Many neuro-ophthalmological manifestations can occur during the course of the illness,
and optic neuritis is both the most frequent and the best known. However, some ocular
motility disorders can also occur, but since there may be no symptoms, they often
remain underdiagnosed. We must recognize them to indicate the need for systemic
treatment of multiple sclerosis.
Mots clés : sclérose en plaque, neuropathie optique, ophtalmoplégie internucléaire
INTRODUCTION :
La sclérose en plaques est une maladie auto-immune entraînant la formation de foyers de
démyélinisation au sein du système nerveux central. Elle entraine des lésions qui provoquent
des perturbations motrices, sensitives et cognitives. A plus ou moins long terme, ces troubles
peuvent progresser vers un handicap irréversible.
La plupart des patients ayant une sclérose en plaques définie ou suspectée ont eu ou
peuvent avoir des problèmes de vision à un moment ou à un autre de leur vie.

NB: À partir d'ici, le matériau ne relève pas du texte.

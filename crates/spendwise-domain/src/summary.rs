//! Derived, view-ready summaries. Recomputed from a snapshot on every call.

use std::fmt;

use chrono::NaiveDate;
use serde::{Deserialize, Serialize};

use crate::{bill::Bill, window::DateWindow};

#[derive(Debug, Clone, Copy, Default, Serialize, Deserialize, PartialEq)]
/// Income, expenses and balance for one window.
pub struct PeriodSummary {
    pub total_income: f64,
    pub total_expenses: f64,
    pub balance: f64,
}

impl PeriodSummary {
    pub fn from_totals(total_income: f64, total_expenses: f64) -> Self {
        Self {
            total_income,
            total_expenses,
            balance: total_income - total_expenses,
        }
    }

    /// Componentwise sum, used when combining disjoint windows.
    pub fn combine(&self, other: &PeriodSummary) -> Self {
        Self::from_totals(
            self.total_income + other.total_income,
            self.total_expenses + other.total_expenses,
        )
    }

    pub fn is_surplus(&self) -> bool {
        self.balance >= 0.0
    }
}

#[derive(Debug, Clone, Serialize, Deserialize, PartialEq)]
/// Summed spending for one category, with its chart colour.
pub struct CategoryTotal {
    pub name: String,
    pub amount: f64,
    pub color: String,
    pub count: usize,
}

#[derive(Debug, Clone, Serialize, Deserialize, PartialEq)]
/// One month of a trailing income/expense series.
pub struct TrendPoint {
    pub label: String,
    pub window: DateWindow,
    pub expenses: f64,
    pub income: f64,
}

impl TrendPoint {
    pub fn net(&self) -> f64 {
        self.income - self.expenses
    }
}

#[derive(Debug, Clone, Copy, Serialize, Deserialize, PartialEq, Eq, Default)]
#[serde(rename_all = "lowercase")]
/// Reporting period offered by the reports view.
pub enum ReportPeriod {
    #[default]
    Month,
    Year,
}

impl ReportPeriod {
    /// Nominal day count used for the average daily spend statistic.
    pub fn nominal_days(self) -> u32 {
        match self {
            ReportPeriod::Month => 30,
            ReportPeriod::Year => 365,
        }
    }

    pub fn parse(value: &str) -> Option<Self> {
        match value.trim().to_ascii_lowercase().as_str() {
            "month" | "monthly" => Some(ReportPeriod::Month),
            "year" | "yearly" => Some(ReportPeriod::Year),
            _ => None,
        }
    }
}

impl fmt::Display for ReportPeriod {
    fn fmt(&self, f: &mut fmt::Formatter<'_>) -> fmt::Result {
        let label = match self {
            ReportPeriod::Month => "This Month",
            ReportPeriod::Year => "This Year",
        };
        f.write_str(label)
    }
}

#[derive(Debug, Clone, Copy, Default, Serialize, Deserialize, PartialEq)]
pub struct ReportStatistics {
    pub average_daily_spend: f64,
    pub transaction_count: usize,
    pub largest_expense: f64,
}

#[derive(Debug, Clone, Serialize, Deserialize, PartialEq)]
/// Month overview: totals, category split and the next bills due.
pub struct DashboardSummary {
    pub reference: NaiveDate,
    pub window: DateWindow,
    pub summary: PeriodSummary,
    pub categories: Vec<CategoryTotal>,
    pub upcoming_bills: Vec<Bill>,
}

#[derive(Debug, Clone, Serialize, Deserialize, PartialEq)]
/// Complete report for a month or a year.
pub struct ReportSummary {
    pub period: ReportPeriod,
    pub window: DateWindow,
    pub summary: PeriodSummary,
    pub categories: Vec<CategoryTotal>,
    pub top_categories: Vec<CategoryTotal>,
    pub trend: Vec<TrendPoint>,
    pub statistics: ReportStatistics,
}

#[cfg(test)]
mod tests {
    use super::*;

    #[test]
    fn balance_is_income_minus_expenses() {
        let summary = PeriodSummary::from_totals(1000.0, 1250.5);
        assert_eq!(summary.balance, -250.5);
        assert!(!summary.is_surplus());
    }

    #[test]
    fn combine_adds_componentwise() {
        let a = PeriodSummary::from_totals(10.0, 4.0);
        let b = PeriodSummary::from_totals(5.0, 7.0);
        assert_eq!(a.combine(&b), PeriodSummary::from_totals(15.0, 11.0));
    }

    #[test]
    fn report_period_parses_aliases() {
        assert_eq!(ReportPeriod::parse("Year"), Some(ReportPeriod::Year));
        assert_eq!(ReportPeriod::parse("monthly"), Some(ReportPeriod::Month));
        assert_eq!(ReportPeriod::parse("week"), None);
    }
}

Les symptômes de la SEP sont divers et ne se présentent pas tous à la fois lors d’une
poussée; d’où l’intérêt d’évoquer la maladie lors de certaines manifestations visuelles et
oculomotrices.
La neuropathie optique - encore dénommée névrite optique ou névrite optique
rétrobulbaire (NORB) - est une neuropathie optique inflammatoire démyélinisante ; elle est
une des manifestations les plus fréquentes de la SEP, dont elle peut être inaugurale.
GENERALITES :
La neuropathie optique atteint des adultes jeunes, le plus souvent entre 20 et 40 ans, avec
une nette prédominance pour le sexe féminin (environ 75%).
Elle est le premier signe de la maladie dans 1/3 des cas. Les autres atteintes
oculaires sont plus rares ; il s’agit principalement de paralysies oculomotrices.
SIGNES OCULAIRES :
A – La neuropathie optique :
Elle se manifeste typiquement par une baisse d’acuité visuelle rapidement progressive, sur
quelques heures à quelques jours, importante, unilatérale. Elle est précédée de douleurs
orbitaires rétro-oculaires provoquées lors de la mobilisation du globe. Ces douleurs cèdent
lorsque s’installe la baisse visuelle, de l’ordre de 1/10 en général. Ces douleurs sont un signe
important d’orientation car elles évoquent le caractère inflammatoire de la neuropathie.
Elles sont présentes dans 80% des cas.
• A l’examen clinique :
-
l’acuité visuelle est le plus souvent abaissée de façon importante, pouvant être
inférieure à 1/10ème (généralement un seul œil est atteint).
- l’éclairement de l’œil atteint, le réflexe protomoteur direct est diminué, de même
que le réflexe consensuel de l’œil sain ; à l’éclairement de l’œil sain, RPM direct et RPM
consensuel (RPM de l’œil atteint) sont conservés («pupille de Marcus Gunn»).
- l’examen du fond d’œil est normal ; on est alors en présence d’une NORB ou Névrite
Optique Retro Bulbaire; la lésion est alors située le long des voies optiques derrière le globe
oculaire. On peut également voir un œdème de la papille optique lorsque la lésion siège tout
près du globe, ou une pâleur papillaire après une certaine évolution de la maladie.
• Examens complémentaires :
- l’examen du champ visuel montre un scotome central ou cæco-central.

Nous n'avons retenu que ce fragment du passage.